Victoria se alegró por Harlan y deseó a ambos que saliera algo bueno de todo ello. Él se deshizo otra vez en agradecimientos y luego apagaron las luces y cada uno se fue a su habitación. Habían disfrutado de una cena deliciosa y de una velada encantadora. Victoria lo había pasado muy bien conversando con ellos, aunque no tanto como ellos dos habían disfrutado hablando el uno con el otro.

Por la mañana salió temprano y no vio a Harlan en todo el día, ni al siguiente. Era ya miércoles cuando se lo encontró en la cocina, al llegar los dos del trabajo. A ella le daba miedo preguntar si había tenido noticias de John por si aún no sabía nada de él, pero Harlan le informó de todo antes de que tuviera tiempo de preguntar.

—Anoche cenamos juntos —dijo, resplandeciente.

—¿Y qué tal fue?

—Espectacular. Ya sé que es muy pronto para decir esto, pero me he enamorado.

—No tengas prisa y ya irás viendo cómo va.

Harlan asintió, pero no parecía capaz de seguir su consejo.

Victoria volvió a encontrarse a John en la cocina del apartamento aquel fin de semana. Harlan y él estaban preparando la cena. John había llevado su propio wok y había propuesto dejarlo allí. La invitaron a cenar, pero ella dijo que tenía otros planes y salió sola a ver una película para dejarles intimidad. Al volver del cine no estaban en casa. Victoria no sabía adónde habían ido y tampoco hacía falta. Aquella era la historia de ellos dos, su vida. Ella solo esperaba que acabase siendo una relación afectuosa para ambos, y de momento parecía que así era. El comienzo estaba siendo muy prometedor. Sonrió para sí al pensarlo y se fue a su habitación. Normalmente no había nadie en casa el fin de semana, y eso le recordó que ella no había tenido ni una sola cita desde que vivía en Nueva York. Nadie la había invitado a salir desde el verano anterior, en Los Ángeles, hacía por lo menos seis meses.

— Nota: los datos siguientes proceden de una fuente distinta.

#[cfg(test)]
mod tests {
    use super::*;
    use rusqlite::Connection;

    fn test_store() -> CanvasStore {
        let conn = Connection::open_in_memory().unwrap();
        crate::db::init_db(&conn).unwrap();
        CanvasStore::new(conn)
    }

    #[test]
    fn get_or_create_is_idempotent() {
        let store = test_store();
        let c1 = store.get_or_create_canvas_for_chat("42").unwrap();
        let c2 = store.get_or_create_canvas_for_chat("42").unwrap();
        assert_eq!(c1.id, c2.id);
        assert!(c1.access_rules.contains(&"telegram:chat:42".to_string()));
    }

    #[test]
    fn different_chats_get_different_canvases() {
        let store = test_store();
        let c1 = store.get_or_create_canvas_for_chat("1").unwrap();
        let c2 = store.get_or_create_canvas_for_chat("2").unwrap();
        assert_ne!(c1.id, c2.id);
    }

    #[test]
    fn add_element_rejects_empty_content() {
        let store = test_store();
        let canvas = store.get_or_create_canvas_for_chat("1").unwrap();
        let err = store
            .add_element(&canvas.id, "message", "  ", "tester", Default::default(), None, None)
            .unwrap_err();
        assert!(matches!(err, CanvasStoreError::Validation(_)));
    }

    #[test]
    fn add_element_to_frame_is_idempotent() {
        let store = test_store();
        let canvas = store.get_or_create_canvas_for_chat("1").unwrap();
        let frame = store
            .create_frame(&canvas.id, None, "Ideas", Default::default())
            .unwrap();
        let element = store
            .add_element(&canvas.id, "note", "Idea X", "tester", Default::default(), None, None)
            .unwrap();

        let first = store.add_element_to_frame(&element.id, &frame.id).unwrap();
        let second = store.add_element_to_frame(&element.id, &frame.id).unwrap();
        assert!(first);
        assert!(!second);

        let elements = store
            .get_elements(&canvas.id, 10, 0, &ElementFilter { frame_id: Some(frame.id.clone()), ..Default::default() })
            .unwrap();
        assert_eq!(elements.len(), 1);
        assert_eq!(elements[0].id, element.id);
    }

    #[test]
    fn cross_canvas_link_rejected() {
        let store = test_store();
        let c1 = store.get_or_create_canvas_for_chat("1").unwrap();
        let c2 = store.get_or_create_canvas_for_chat("2").unwrap();
        let frame2 = store.create_frame(&c2.id, None, "F2", Default::default()).unwrap();
        let element1 = store
            .add_element(&c1.id, "note", "hello", "tester", Default::default(), None, None)
            .unwrap();

        let err = store.add_element_to_frame(&element1.id, &frame2.id).unwrap_err();
        assert!(matches!(err, CanvasStoreError::CrossCanvas(_)));

        // Store unchanged: no link created.
        let elements = store
            .get_elements(&c2.id, 10, 0, &ElementFilter { frame_id: Some(frame2.id), ..Default::default() })
            .unwrap();
        assert!(elements.is_empty());
    }

    #[test]
    fn delete_frame_cascades_links_but_keeps_element() {
        let store = test_store();
        let canvas = store.get_or_create_canvas_for_chat("1").unwrap();
        let frame = store.create_frame(&canvas.id, None, "F", Default::default()).unwrap();
        let element = store
            .add_element(&canvas.id, "note", "content", "tester", Default::default(), Some(&frame.id), None)
            .unwrap();

        store.delete_frame(&frame.id).unwrap();

        assert!(store.get_frame(&frame.id).unwrap().is_none());
        let still_there = store.get_element(&element.id).unwrap().unwrap();
        assert!(still_there.frame_ids.is_empty());
    }

    #[test]
    fn get_elements_newest_first() {
        let store = test_store();
        let canvas = store.get_or_create_canvas_for_chat("1").unwrap();
        let e1 = store
            .add_element(&canvas.id, "note", "first", "t", Default::default(), None, None)
            .unwrap();
        std::thread::sleep(std::time::Duration::from_millis(2));
        let e2 = store
            .add_element(&canvas.id, "note", "second", "t", Default::default(), None, None)
            .unwrap();

        let elements = store
            .get_elements(&canvas.id, 10, 0, &ElementFilter::default())
            .unwrap();
        assert_eq!(elements[0].id, e2.id);
        assert_eq!(elements[1].id, e1.id);
    }
}
use async_trait::async_trait;
use serde_json::json;

use crate::provider::{ChatRequest, ChatResponse, LlmProvider, ProviderError, Role, ToolCall};

/// Adapter for Google's Gemini OpenAI-compatible chat completions endpoint —
/// the one concrete vendor this runtime ships with. Any other vendor is a
/// new `LlmProvider` impl; nothing above this module knows about Gemini.
pub struct GeminiProvider {
    client: reqwest::Client,
    api_key: String,
    base_url: String,
}

const DEFAULT_BASE_URL: &str = "https://generativelanguage.googleapis.com/v1beta/openai";

impl GeminiProvider {
    pub fn new(api_key: String) -> Self {
        Self {
            client: reqwest::Client::new(),
            api_key,
            base_url: DEFAULT_BASE_URL.to_string(),
        }
    }

    #[cfg(test)]
    pub fn with_base_url(api_key: String, base_url: String) -> Self {
        Self { client: reqwest::Client::new(), api_key, base_url }
    }

    fn endpoint(&self) -> String {
        format!("{}/chat/completions", self.base_url)
    }
}

#[async_trait]
impl LlmProvider for GeminiProvider {
    fn name(&self) -> &str {
        "gemini"
    }

    async fn send(&self, req: &ChatRequest) -> Result<ChatResponse, ProviderError> {
        let messages = build_messages(req);
        let mut body = json!({
            "model": req.model,
            "messages": messages,
            "max_tokens": req.max_tokens,
        });

        if !req.tools.is_empty() {
            let tools: Vec<_> = req
                .tools
                .iter()
                .map(|t| {
                    json!({
                        "type": "function",
                        "function": {
                            "name": t.name,
                            "description": t.description,
                            "parameters": t.input_schema,
                        }
                    })
                })
                .collect();
            body["tools"] = json!(tools);
        }

        let resp = self
            .client
            .post(self.endpoint())
            .bearer_auth(&self.api_key)
            .json(&body)
            .send()
            .await?;

        let status = resp.status();
        if status == reqwest::StatusCode::TOO_MANY_REQUESTS {
            let retry_after_ms = resp
                .headers()
                .get(reqwest::header::RETRY_AFTER)
                .and_then(|v| v.to_str().ok())
                .and_then(|v| v.parse::<u64>().ok())
                .map(|secs| secs * 1000);
            return Err(ProviderError::RateLimited { retry_after_ms });
        }
        if !status.is_success() {
            let message = resp.text().await.unwrap_or_default();
            return Err(ProviderError::Api { status: status.as_u16(), message });
        }

        let payload: serde_json::Value = resp.json().await.map_err(ProviderError::Http)?;
        parse_response(&payload, &req.model)
    }
}

fn build_messages(req: &ChatRequest) -> Vec<serde_json::Value> {
    if let Some(ref raw) = req.raw_messages {
        let mut out = vec![json!({ "role": "system", "content": req.system })];
        out.extend(raw.iter().cloned());
        return out;
    }

    let mut out = vec![json!({ "role": "system", "content": req.system })];
    out.extend(req.messages.iter().map(|m| {
        let role = match m.role {
            Role::User => "user",
            Role::Assistant => "assistant",
            Role::System => "system",
            Role::Tool => "tool",
        };
        json!({ "role": role, "content": m.content })
    }));
    out
}

fn parse_response(payload: &serde_json::Value, model: &str) -> Result<ChatResponse, ProviderError> {
    let choice = payload["choices"]
        .get(0)
        .ok_or_else(|| ProviderError::Parse("response has no choices".to_string()))?;

    let message = &choice["message"];
    let content = message["content"].as_str().unwrap_or_default().to_string();

    let tool_calls = message["tool_calls"]
        .as_array()
        .map(|calls| {
            calls
                .iter()
                .filter_map(|c| {
                    let id = c["id"].as_str()?.to_string();
                    let name = c["function"]["name"].as_str()?.to_string();
                    let args_str = c["function"]["arguments"].as_str().unwrap_or("{}");
                    let input = serde_json::from_str(args_str).unwrap_or(serde_json::Value::Null);
                    Some(ToolCall { id, name, input })
                })
                .collect()
        })
        .unwrap_or_default();

    let finish_reason = choice["finish_reason"].as_str().unwrap_or("stop");
    let stop_reason = if !tool_calls.is_empty() { "tool_use" } else { finish_reason }.to_string();

    let tokens_in = payload["usage"]["prompt_tokens"].as_u64().unwrap_or(0) as u32;
    let tokens_out = payload["usage"]["completion_tokens"].as_u64().unwrap_or(0) as u32;

    Ok(ChatResponse {
        content,
        model: model.to_string(),
        tokens_in,
        tokens_out,
        stop_reason,
        tool_calls,
    })
}

#[cfg(test)]
mod tests {
    use super::*;

    #[test]
    fn parse_response_extracts_tool_calls() {
        let payload = json!({
            "choices": [{
                "message": {
                    "content": "",
                    "tool_calls": [{
                        "id": "call-1",
                        "function": { "name": "fetch_elements", "arguments": "{\"limit\":5}" }
                    }]
                },
                "finish_reason": "tool_calls"
            }],
            "usage": { "prompt_tokens": 10, "completion_tokens": 2 }
        });
        let resp = parse_response(&payload, "gemini-1.5-flash").unwrap();
        assert_eq!(resp.stop_reason, "tool_use");
        assert_eq!(resp.tool_calls.len(), 1);
        assert_eq!(resp.tool_calls[0].name, "fetch_elements");
    }

    #[test]
    fn parse_response_plain_text() {
        let payload = json!({
            "choices": [{ "message": { "content": "hello" }, "finish_reason": "stop" }],
            "usage": { "prompt_tokens": 3, "completion_tokens": 1 }
        });
        let resp = parse_response(&payload, "gemini-1.5-flash").unwrap();
        assert_eq!(resp.content, "hello");
        assert!(resp.tool_calls.is_empty());
        assert_eq!(resp.stop_reason, "stop");
    }
}
use axum::extract::State;
use axum::http::StatusCode;
use axum::Json;
use serde::{Deserialize, Serialize};
use std::sync::Arc;

use crate::app::AppState;

#[derive(Deserialize)]
pub struct SummarizeRequest {
    pub chat_id: String,
    #[serde(default)]
    pub limit: Option<usize>,
    /// `messages` or `documents`; only `messages` is meaningful here since
    /// the document/knowledge backend is out of scope for this runtime.
    #[serde(default)]
    pub scope: Option<String>,
    #[serde(default)]
    pub tags: Vec<String>,
    #[serde(default)]
    pub since_datetime: Option<String>,
}

#[derive(Serialize)]
pub struct SummarizeResponse {
    pub summary: String,
}

#[derive(Serialize)]
pub struct SummarizeError {
    pub error: String,
}

/// POST /summarize — delegates to `chat_summarizer` by driving a synthetic
/// turn through the orchestrator rather than querying the store directly,
/// so the same `fetch_elements` grammar and tenancy rules apply (spec §6).
pub async fn summarize_handler(
    State(state): State<Arc<AppState>>,
    Json(req): Json<SummarizeRequest>,
) -> Result<Json<SummarizeResponse>, (StatusCode, Json<SummarizeError>)> {
    if !req.tags.is_empty() && req.scope.as_deref() != Some("documents") {
        return Err((
            StatusCode::BAD_REQUEST,
            Json(SummarizeError { error: "tags are only meaningful with scope=documents".to_string() }),
        ));
    }

    let mut prompt = "Summarize the recent canvas activity for this chat.".to_string();
    if let Some(limit) = req.limit {
        prompt.push_str(&format!(" Limit to the {limit} most recent elements."));
    }
    if let Some(since) = &req.since_datetime {
        prompt.push_str(&format!(" Only consider elements since {since}."));
    }
    if matches!(req.scope.as_deref(), Some("documents")) {
        prompt.push_str(" Scope: documents only.");
        if !req.tags.is_empty() {
            prompt.push_str(&format!(" Tags: {}.", req.tags.join(", ")));
        }
    }

    let outcome = state
        .runner
        .run_turn("http:summarize", &req.chat_id, &prompt)
        .await
        .map_err(|e| (StatusCode::INTERNAL_SERVER_ERROR, Json(SummarizeError { error: e.to_string() })))?;

    let summary = match outcome {
        skynet_agent::TurnOutcome::Text(text) => text,
        skynet_agent::TurnOutcome::Silent => String::new(),
    };

    Ok(Json(SummarizeResponse { summary }))
}
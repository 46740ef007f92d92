//! Tool system for agent tool calling.
//!
//! Defines the `Tool` trait every tool implements, the `ToolContext` every
//! tool derives its tenancy from, and the tool-call loop.

pub mod admin;
pub mod canvas;
pub mod history;
pub mod knowledge;

use std::sync::Arc;

use async_trait::async_trait;
use serde::{Deserialize, Serialize};
use tokio_util::sync::CancellationToken;
use tracing::{debug, info, warn};

use crate::error::AgentError;
use crate::provider::{ChatRequest, ChatResponse, LlmProvider, ToolCall, ToolDefinition};

const LOG_TRUNCATE_WIDTH: usize = 200;
const MAX_ITERATIONS: usize = 25;

/// Result of executing a tool. Content always goes to the model untruncated;
/// only the logged copy is shortened (spec §4.2 invariant (c)).
#[derive(Debug, Clone, Serialize, Deserialize)]
pub struct ToolResult {
    pub content: String,
    pub is_error: bool,
}

impl ToolResult {
    pub fn success(content: impl Into<String>) -> Self {
        Self { content: content.into(), is_error: false }
    }

    pub fn error(message: impl Into<String>) -> Self {
        Self { content: format!("Error: {}", message.into()), is_error: true }
    }
}

/// Context threaded into every tool call. `chat_id` is the only source of
/// tenancy a tool may use — arguments must never override it.
#[derive(Clone)]
pub struct ToolContext {
    pub chat_id: String,
    pub user_id: String,
    pub canvas_id: String,
    pub cancel: CancellationToken,
}

/// Trait every tool implements. Every method is synchronous metadata except
/// `execute`, which is async — in this implementation there is no
/// synchronous façade to bridge (spec §4.2's "Async bridging" resolution):
/// the whole Runner is async end-to-end, so dispatch is an ordinary `.await`.
#[async_trait]
pub trait Tool: Send + Sync {
    fn name(&self) -> &str;
    fn description(&self) -> &str;
    fn input_schema(&self) -> serde_json::Value;
    async fn execute(&self, ctx: &ToolContext, input: serde_json::Value) -> ToolResult;
}

pub fn to_definitions(tools: &[Arc<dyn Tool>]) -> Vec<ToolDefinition> {
    tools
        .iter()
        .map(|t| ToolDefinition {
            name: t.name().to_string(),
            description: t.description().to_string(),
            input_schema: t.input_schema(),
        })
        .collect()
}

fn truncate_for_log(s: &str) -> String {
    if s.len() <= LOG_TRUNCATE_WIDTH {
        s.to_string()
    } else {
        format!("{}…", &s[..LOG_TRUNCATE_WIDTH])
    }
}

/// Run the tool execution loop: prompt → LLM → if tool_use, execute tools,
/// splice results back → LLM → repeat. Stops when `stop_reason` is not
/// `"tool_use"`, the iteration cap is hit, or the call is cancelled.
pub async fn run_tool_loop(
    provider: &dyn LlmProvider,
    initial_request: ChatRequest,
    tools: &[Arc<dyn Tool>],
    ctx: &ToolContext,
) -> Result<ChatResponse, AgentError> {
    let mut raw_messages: Vec<serde_json::Value> = if let Some(ref raw) = initial_request.raw_messages {
        raw.clone()
    } else {
        initial_request
            .messages
            .iter()
            .map(|m| serde_json::json!({ "role": m.role, "content": m.content }))
            .collect()
    };

    for iteration in 0..MAX_ITERATIONS {
        if ctx.cancel.is_cancelled() {
            return Err(AgentError::Cancelled);
        }

        let mut req = initial_request.clone();
        req.raw_messages = Some(raw_messages.clone());

        debug!(iteration, "tool loop iteration");

        let response = crate::retry::call_with_retry(&req.model, &ctx.cancel, || provider.send(&req)).await?;

        if response.tool_calls.is_empty() || response.stop_reason != "tool_use" {
            info!(iteration, "tool loop complete");
            return Ok(response);
        }

        let mut assistant_content: Vec<serde_json::Value> = Vec::new();
        if !response.content.is_empty() {
            assistant_content.push(serde_json::json!({ "type": "text", "text": response.content }));
        }
        for call in &response.tool_calls {
            assistant_content.push(serde_json::json!({
                "type": "tool_use", "id": call.id, "name": call.name, "input": call.input,
            }));
        }
        raw_messages.push(serde_json::json!({ "role": "assistant", "content": assistant_content }));

        let mut tool_result_content: Vec<serde_json::Value> = Vec::new();
        for call in &response.tool_calls {
            let result = execute_tool(tools, ctx, call).await;
            tool_result_content.push(serde_json::json!({
                "type": "tool_result", "tool_use_id": call.id,
                "content": result.content, "is_error": result.is_error,
            }));
        }
        raw_messages.push(serde_json::json!({ "role": "user", "content": tool_result_content }));
    }

    warn!(max_iterations = MAX_ITERATIONS, "tool loop hit maximum iterations");
    Err(AgentError::Validation(format!(
        "tool loop exceeded {MAX_ITERATIONS} iterations without a final response"
    )))
}

async fn execute_tool(tools: &[Arc<dyn Tool>], ctx: &ToolContext, call: &ToolCall) -> ToolResult {
    match tools.iter().find(|t| t.name() == call.name) {
        Some(tool) => {
            let args_log = truncate_for_log(&call.input.to_string());
            let result = tool.execute(ctx, call.input.clone()).await;
            info!(
                tool = %call.name,
                args = %args_log,
                result = %truncate_for_log(&result.content),
                is_error = result.is_error,
                "tool executed"
            );
            result
        }
        None => ToolResult::error(format!("unknown tool: {}", call.name)),
    }
}
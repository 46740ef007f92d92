use std::sync::Mutex;

use async_trait::async_trait;

use crate::provider::{ChatRequest, ChatResponse, LlmProvider, ProviderError};

/// Scripted provider for runtime tests — returns queued responses in order,
/// mirroring the teacher's pattern of a test-only `LlmProvider` impl rather
/// than hitting a real vendor in unit tests.
pub struct MockLlmProvider {
    responses: Mutex<Vec<Result<ChatResponse, ProviderError>>>,
    requests: Mutex<Vec<ChatRequest>>,
}

impl MockLlmProvider {
    pub fn new(responses: Vec<Result<ChatResponse, ProviderError>>) -> Self {
        Self { responses: Mutex::new(responses), requests: Mutex::new(Vec::new()) }
    }

    pub fn text(content: impl Into<String>) -> Self {
        Self::new(vec![Ok(ChatResponse {
            content: content.into(),
            model: "mock".to_string(),
            tokens_in: 0,
            tokens_out: 0,
            stop_reason: "stop".to_string(),
            tool_calls: Vec::new(),
        })])
    }

    pub fn requests(&self) -> Vec<ChatRequest> {
        self.requests.lock().unwrap().clone()
    }
}

#[async_trait]
impl LlmProvider for MockLlmProvider {
    fn name(&self) -> &str {
        "mock"
    }

    async fn send(&self, req: &ChatRequest) -> Result<ChatResponse, ProviderError> {
        self.requests.lock().unwrap().push(req.clone());
        let mut responses = self.responses.lock().unwrap();
        if responses.is_empty() {
            return Err(ProviderError::Parse("mock provider exhausted".to_string()));
        }
        responses.remove(0)
    }
}
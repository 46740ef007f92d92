pub mod db;
pub mod error;
pub mod store;
pub mod types;

pub use error::CanvasStoreError;
pub use store::CanvasStore;
pub use types::{Canvas, CanvasElement, CanvasFrame, ElementFilter, ElementUpdate};
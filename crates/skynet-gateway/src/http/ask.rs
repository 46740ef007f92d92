use axum::extract::State;
use axum::http::StatusCode;
use axum::Json;
use serde::{Deserialize, Serialize};
use std::sync::Arc;
use uuid::Uuid;

use crate::app::AppState;

#[derive(Deserialize)]
pub struct AskRequest {
    pub query: String,
    #[serde(default)]
    pub chat_id: Option<String>,
    #[serde(default)]
    pub history: Vec<String>,
}

#[derive(Serialize)]
pub struct AskResponse {
    pub answer: String,
    /// Always empty: the knowledge/vector backend is out of scope for this
    /// runtime (see `skynet_agent::tools::knowledge::NullVectorStore`).
    pub sources: Vec<String>,
}

#[derive(Serialize)]
pub struct AskError {
    pub error: String,
}

/// POST /ask — one-off question answering, independent of chat history
/// persistence (spec §6). When `chat_id` is omitted, a throwaway session id
/// is minted so the turn still runs through the ordinary Runner path.
pub async fn ask_handler(
    State(state): State<Arc<AppState>>,
    Json(req): Json<AskRequest>,
) -> Result<Json<AskResponse>, (StatusCode, Json<AskError>)> {
    if req.query.trim().is_empty() {
        return Err((StatusCode::BAD_REQUEST, Json(AskError { error: "query must not be empty".to_string() })));
    }

    let chat_id = req.chat_id.clone().unwrap_or_else(|| format!("ask:{}", Uuid::now_v7()));

    let mut prompt = req.query.clone();
    if !req.history.is_empty() {
        prompt = format!("Prior turns:\n{}\n\nQuestion: {}", req.history.join("\n"), req.query);
    }

    let outcome = state
        .runner
        .run_turn("http:ask", &chat_id, &prompt)
        .await
        .map_err(|e| (StatusCode::INTERNAL_SERVER_ERROR, Json(AskError { error: e.to_string() })))?;

    let answer = match outcome {
        skynet_agent::TurnOutcome::Text(text) => text,
        skynet_agent::TurnOutcome::Silent => String::new(),
    };

    Ok(Json(AskResponse { answer, sources: Vec::new() }))
}
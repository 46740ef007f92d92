/// Maximum characters returned to a caller in one reply. Chosen to match
/// a single chat-message bound rather than any particular channel's limit.
pub const MAX_REPLY_CHARS: usize = 4_000;

const TRUNCATION_NOTICE: &str = "\n\n[reply truncated]";

/// Clamp a reply to [`MAX_REPLY_CHARS`], appending a truncation notice when
/// the content didn't fit. Truncates on a char boundary so multi-byte UTF-8
/// sequences are never split.
///
/// The front-end's own chunking/markdown-escaping is out of scope here; this
/// only guarantees the pipeline hands back a single bounded string.
pub fn safe_truncate(text: &str) -> String {
    if text.chars().count() <= MAX_REPLY_CHARS {
        return text.to_string();
    }
    let budget = MAX_REPLY_CHARS - TRUNCATION_NOTICE.len();
    let mut truncated: String = text.chars().take(budget).collect();
    truncated.push_str(TRUNCATION_NOTICE);
    truncated
}

#[cfg(test)]
mod tests {
    use super::*;

    #[test]
    fn short_text_is_unchanged() {
        assert_eq!(safe_truncate("hello"), "hello");
    }

    #[test]
    fn long_text_is_truncated_with_notice() {
        let text = "a".repeat(MAX_REPLY_CHARS + 500);
        let result = safe_truncate(&text);
        assert!(result.len() <= MAX_REPLY_CHARS);
        assert!(result.ends_with(TRUNCATION_NOTICE));
    }

    #[test]
    fn truncation_respects_utf8_boundaries() {
        let text = "é".repeat(MAX_REPLY_CHARS + 10);
        let result = safe_truncate(&text);
        assert!(result.ends_with(TRUNCATION_NOTICE));
    }
}
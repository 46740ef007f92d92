use rusqlite::Connection;

use crate::error::Result;

/// Initialise the canvas tables and their indexes.
///
/// Safe to call on every startup — uses `IF NOT EXISTS` throughout, mirroring
/// the teacher's `skynet-memory::db::init_db` idiom.
pub fn init_db(conn: &Connection) -> Result<()> {
    conn.execute_batch(
        "CREATE TABLE IF NOT EXISTS canvases (
            id            TEXT PRIMARY KEY,
            name          TEXT,
            access_rules  TEXT NOT NULL,
            created_at    TEXT NOT NULL
        );
        CREATE TABLE IF NOT EXISTS canvas_frames (
            id            TEXT PRIMARY KEY,
            canvas_id     TEXT NOT NULL REFERENCES canvases(id),
            parent_id     TEXT REFERENCES canvas_frames(id),
            name          TEXT NOT NULL,
            meta          TEXT NOT NULL DEFAULT '{}',
            created_at    TEXT NOT NULL
        );
        CREATE INDEX IF NOT EXISTS idx_frames_canvas
            ON canvas_frames(canvas_id);
        CREATE TABLE IF NOT EXISTS canvas_elements (
            id            TEXT PRIMARY KEY,
            canvas_id     TEXT NOT NULL REFERENCES canvases(id),
            element_type  TEXT NOT NULL,
            name          TEXT,
            content       TEXT NOT NULL,
            created_by    TEXT NOT NULL,
            attributes    TEXT NOT NULL DEFAULT '{}',
            created_at    TEXT NOT NULL
        );
        CREATE INDEX IF NOT EXISTS idx_elements_canvas
            ON canvas_elements(canvas_id, created_at DESC);
        CREATE TABLE IF NOT EXISTS canvas_element_frame_links (
            element_id    TEXT NOT NULL REFERENCES canvas_elements(id),
            frame_id      TEXT NOT NULL REFERENCES canvas_frames(id),
            PRIMARY KEY (element_id, frame_id)
        );
        CREATE INDEX IF NOT EXISTS idx_links_frame
            ON canvas_element_frame_links(frame_id);",
    )?;
    Ok(())
}
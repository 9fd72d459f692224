use ndarray::Array2;
use serde::{Deserialize, Serialize};

/// Single coordinate axis used for board width, height, and positions.
pub type Coord = u8;

/// Count type used for hazard counts and total-cell counts.
pub type CellCount = u16;

/// Two-dimensional coordinates `(x, y)`; `x` is the column, `y` the row.
pub type Coord2 = (Coord, Coord);

pub trait ToNdIndex {
    type Output;
    fn to_nd_index(self) -> Self::Output;
}

impl ToNdIndex for Coord2 {
    type Output = [usize; 2];

    fn to_nd_index(self) -> Self::Output {
        [self.0.into(), self.1.into()]
    }
}

pub const fn mult(a: Coord, b: Coord) -> CellCount {
    let a = a as CellCount;
    let b = b as CellCount;
    a.saturating_mul(b)
}

/// Movement direction of the playable character; the 4-neighbor adjacency
/// rule is exactly one `step` per direction.
#[derive(Copy, Clone, Debug, PartialEq, Eq, Serialize, Deserialize)]
pub enum Direction {
    Up,
    Down,
    Right,
    Left,
}

impl Direction {
    pub const ALL: [Direction; 4] = [Self::Up, Self::Down, Self::Right, Self::Left];

    pub const fn delta(self) -> (isize, isize) {
        match self {
            Self::Up => (0, -1),
            Self::Down => (0, 1),
            Self::Right => (1, 0),
            Self::Left => (-1, 0),
        }
    }

    /// One tile step from `coords`, or `None` when it would leave the grid.
    pub fn step(self, coords: Coord2, bounds: Coord2) -> Option<Coord2> {
        apply_delta(coords, self.delta(), bounds)
    }
}

pub trait NeighborIterExt {
    /// In-bounds coordinates at Chebyshev distance 1 (up to 8).
    fn iter_neighbors(&self, index: Coord2) -> NeighborIter;

    /// In-bounds orthogonal neighbors (up to 4).
    fn iter_cardinal(&self, index: Coord2) -> CardinalIter;
}

impl<T> NeighborIterExt for Array2<T> {
    fn iter_neighbors(&self, index: Coord2) -> NeighborIter {
        NeighborIter::new(index, dim_to_bounds(self.dim()))
    }

    fn iter_cardinal(&self, index: Coord2) -> CardinalIter {
        CardinalIter::new(index, dim_to_bounds(self.dim()))
    }
}

fn dim_to_bounds(dim: (usize, usize)) -> Coord2 {
    (
        dim.0.try_into().expect("axis should fit Coord"),
        dim.1.try_into().expect("axis should fit Coord"),
    )
}

const DISPLACEMENTS: [(isize, isize); 8] = [
    (-1, -1),
    (0, -1),
    (1, -1),
    (-1, 0),
    (1, 0),
    (-1, 1),
    (0, 1),
    (1, 1),
];

/// Applies `delta` to `coords`, returning a value only when it remains in bounds.
fn apply_delta(coords: Coord2, delta: (isize, isize), bounds: Coord2) -> Option<Coord2> {
    let (x, y) = coords;
    let (dx, dy) = delta;
    let (max_x, max_y) = bounds;

    let next_x = x.checked_add_signed(dx.try_into().ok()?)?;
    if next_x >= max_x {
        return None;
    }

    let next_y = y.checked_add_signed(dy.try_into().ok()?)?;
    if next_y >= max_y {
        return None;
    }

    Some((next_x, next_y))
}

#[derive(Debug)]
pub struct NeighborIter {
    center: Coord2,
    bounds: Coord2,
    index: u8,
}

impl NeighborIter {
    pub(crate) fn new(center: Coord2, bounds: Coord2) -> Self {
        Self {
            center,
            bounds,
            index: 0,
        }
    }
}

impl Iterator for NeighborIter {
    type Item = Coord2;

    fn next(&mut self) -> Option<Self::Item> {
        loop {
            if usize::from(self.index) >= DISPLACEMENTS.len() {
                return None;
            }

            let next_item =
                apply_delta(self.center, DISPLACEMENTS[self.index as usize], self.bounds);
            self.index += 1;

            if next_item.is_some() {
                return next_item;
            }
        }
    }
}

#[derive(Debug)]
pub struct CardinalIter {
    center: Coord2,
    bounds: Coord2,
    index: u8,
}

impl CardinalIter {
    pub(crate) fn new(center: Coord2, bounds: Coord2) -> Self {
        Self {
            center,
            bounds,
            index: 0,
        }
    }
}

impl Iterator for CardinalIter {
    type Item = Coord2;

    fn next(&mut self) -> Option<Self::Item> {
        loop {
            if usize::from(self.index) >= Direction::ALL.len() {
                return None;
            }

            let direction = Direction::ALL[self.index as usize];
            self.index += 1;

            let next_item = direction.step(self.center, self.bounds);
            if next_item.is_some() {
                return next_item;
            }
        }
    }
}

Nunca iba a ningún sitio donde pudiera conocer a hombres, salvo aquel congreso de profesores en el que se había tropezado con John. Aparte de eso, no iba a ningún gimnasio ni estaba apuntada a ningún club. No salía a bares. En su escuela no había profesores solteros, heterosexuales y de la edad adecuada. Nadie le había presentado a ningún amigo, y todavía no había conocido a nadie por su cuenta. Pensó entonces que habría estado bien que sucediera, pero lo único que tenía para llenar su vida, de momento, era el trabajo. Esta vez, por lo visto, era el turno de Harlan, y también de John. Se alegraba por ellos y sabía que tarde o temprano ella conocería a alguien. Con veintidós años, no era probable que fuese a pasar sola el resto de su vida, por mucho sobrepeso que su padre creyera que tenía. Victoria recordó entonces un viejo dicho de su abuela: no hay olla tan fea que no tenga su cobertera. Esperaba que Harlan hubiese encontrado la suya. Y, con algo de suerte, quizá también ella la encontraría algún día.